As mesmas razões afastaram-me do A Cauda do Escorpião - o Adeus a Moçambique, de Giancarlo Coccia, recente publicação que para mim foi uma novidade. O Herdeiro de Aécio aborda o livro, muito criticamente, minorando o meu lamento.
Toda a gente fala da crise do capitalismo financeiro. Eu ainda resmungo com o industrial. O "indivíduo fruidor", da mescla vigente e dominante entre pós-marxismo e pós-catolicismo, só é quando rodeado de uma miríade de "gadgets" (termo inglês que significa penduricalhos). Mas o material desta produção industrial é mau, supra-perecível, daí que nos esvaímos em constantes actualizações e substituições. A minha máquina, com meia dúzia de anos ("tão antiga?", "vive em África? sabe? ... a humidade, o pó!...") avariou, a reparação tem o custo de uma nova. A máquina do meu pai (que não é Nikon, já agora) é mais velha do que eu e ainda fotografaria, se houvesse rolos. Conclusão: "não há dinheiro não há palhaço", deixo de ter máquina fotográfica. Um dia, quem sabe?, se isto me melhorar, comprarei outra. Que não será Nikon.

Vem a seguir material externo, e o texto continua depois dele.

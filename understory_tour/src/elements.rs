// Copyright 2025 the Understory Authors
// SPDX-License-Identifier: Apache-2.0 OR MIT

//! Selector → element cache.

use alloc::string::String;

use hashbrown::HashMap;

use crate::host::{Document, ElementRef};
use crate::step::Step;

/// Cache of resolved step targets and step containers.
///
/// The cache is never authoritative. A selector missing from it, or cached as
/// unresolved, is always re-queried from the document, and misses are not
/// stored. When tracking is off (no mutation watches) every lookup goes to the
/// document.
///
/// [`remap`](Self::remap) builds a complete new map before swapping it in, so a
/// reader never observes a half-rebuilt cache.
#[derive(Clone, Debug)]
pub struct ElementCache<E> {
    map: HashMap<String, Option<E>>,
    tracking: bool,
}

impl<E> Default for ElementCache<E> {
    fn default() -> Self {
        Self {
            map: HashMap::new(),
            tracking: false,
        }
    }
}

impl<E: Clone> ElementCache<E> {
    /// Create an empty, non-tracking cache.
    pub fn new() -> Self {
        Self::default()
    }

    /// Enable or disable caching. Disabling also drops cached entries.
    pub fn set_tracking(&mut self, tracking: bool) {
        self.tracking = tracking;
        if !tracking {
            self.map.clear();
        }
    }

    /// Whether lookups are served from the cache.
    pub fn is_tracking(&self) -> bool {
        self.tracking
    }

    /// Resolve `selector`, preferring a cached element.
    pub fn resolve<D>(&self, doc: &D, selector: &str) -> Option<E>
    where
        D: Document<Element = E> + ?Sized,
    {
        if self.tracking
            && let Some(Some(element)) = self.map.get(selector)
        {
            return Some(element.clone());
        }
        doc.query(selector)
    }

    /// Resolve an element given as a live reference or a selector.
    pub fn resolve_ref<D>(&self, doc: &D, element: &ElementRef<E>) -> Option<E>
    where
        D: Document<Element = E> + ?Sized,
    {
        match element {
            ElementRef::Live(element) => Some(element.clone()),
            ElementRef::Selector(selector) => self.resolve(doc, selector),
        }
    }

    /// Re-query every step target and container selector and swap the result in.
    ///
    /// Returns how many selectors resolved. A no-op when tracking is off.
    pub fn remap<D, T>(&mut self, doc: &D, steps: &[Step<E, T>]) -> usize
    where
        D: Document<Element = E> + ?Sized,
    {
        if !self.tracking {
            return 0;
        }
        let mut next = HashMap::with_capacity(steps.len());
        let selectors = steps
            .iter()
            .flat_map(|step| core::iter::once(step.selector.as_str()).chain(step.container_selector()));
        for selector in selectors {
            if !next.contains_key(selector) {
                next.insert(String::from(selector), doc.query(selector));
            }
        }
        let resolved = next.values().filter(|e| e.is_some()).count();
        self.map = next;
        resolved
    }

    /// Number of cached selectors, resolved or not.
    pub fn len(&self) -> usize {
        self.map.len()
    }

    /// Returns `true` if nothing is cached.
    pub fn is_empty(&self) -> bool {
        self.map.is_empty()
    }
}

Fui lá. Depois falei disso. Como seria de prever arquitectos e amigos de arquitectos defendem o "Arco do Triunfo de Cascais" que Gonçalo Byrne construíu ali na baía. Dizem que "recuperou" e "marcou" e mais não-sei-o-quê. Dizem ainda, e vindo de quem vem é um argumento delicioso, que "os apartamentos são caríssimos e estão todos vendidos". Que jeito dá a mercadocracia em algumas situações. O monstro está acima retratado (clicando ele aumenta), não me aproximei mais. Por mero pavor.
Quinze anos depois voltei ao VilaLisa, mítico local na Mexilhoeira Grande (entre Lagos e Portimão). O meu entusiasmo pela comida reduziu-se muito, entretanto. Mas ali recordei-me glutão. Ainda vale a pena.
A parede que está ali ao fundo é a actual Escola Secundária D. Leonor (Lisboa). O edifício antigo continua, mas cresceu-lhe este gânglio em forma
de paralelepípedo. Ou será tumor? Dizem-me que agora é assim ... que se recuperam as escolas.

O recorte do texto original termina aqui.